> [Required action]:
What is needed is an exact retyping of the records below, from the first line through the line that contains "use parking_lot::RwLock;".

Dataset entries

........

// SPDX-License-Identifier: Apache-2.0 OR MIT
// Copyright (c) 2025-2026 naskel.com

//! Application port and node records.

use super::base::Ownership;
use crate::names::{truncated, NodeName};
use parking_lot::RwLock;
use std::sync::atomic::{AtomicU64, Ordering};

/// Registry record of an application port, one per registered process.
#[derive(Debug, Default)]
pub struct ApplicationPortData {
    pub(crate) owner: Ownership,
}

impl ApplicationPortData {
    pub(crate) fn reset(&self, process_name: &str) {
        self.owner.reset(process_name);
    }

    #[must_use]
    pub fn owner(&self) -> &Ownership {
        &self.owner
    }
}

/// Registry record of a node.
#[derive(Debug, Default)]
pub struct NodeData {
    pub(crate) owner: Ownership,
    node_name: RwLock<NodeName>,
    device_identifier: AtomicU64,
}

impl NodeData {
    pub(crate) fn reset(&self, process_name: &str, node_name: &str, device_identifier: u64) {
        self.owner.reset(process_name);
        *self.node_name.write() = truncated(node_name);
        self.device_identifier
            .store(device_identifier, Ordering::Release);
    }

    #[must_use]
    pub fn owner(&self) -> &Ownership {
        &self.owner
    }

    #[must_use]
    pub fn node_name(&self) -> NodeName {
        self.node_name.read().clone()
    }

    #[must_use]
    pub fn device_identifier(&self) -> u64 {
        self.device_identifier.load(Ordering::Acquire)
    }
}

........

> [Expected answer]:
// SPDX-License-Identifier: Apache-2.0 OR MIT
// Copyright (c) 2025-2026 naskel.com

//! Application port and node records.

use super::base::Ownership;
use crate::names::{truncated, NodeName};
use parking_lot::RwLock;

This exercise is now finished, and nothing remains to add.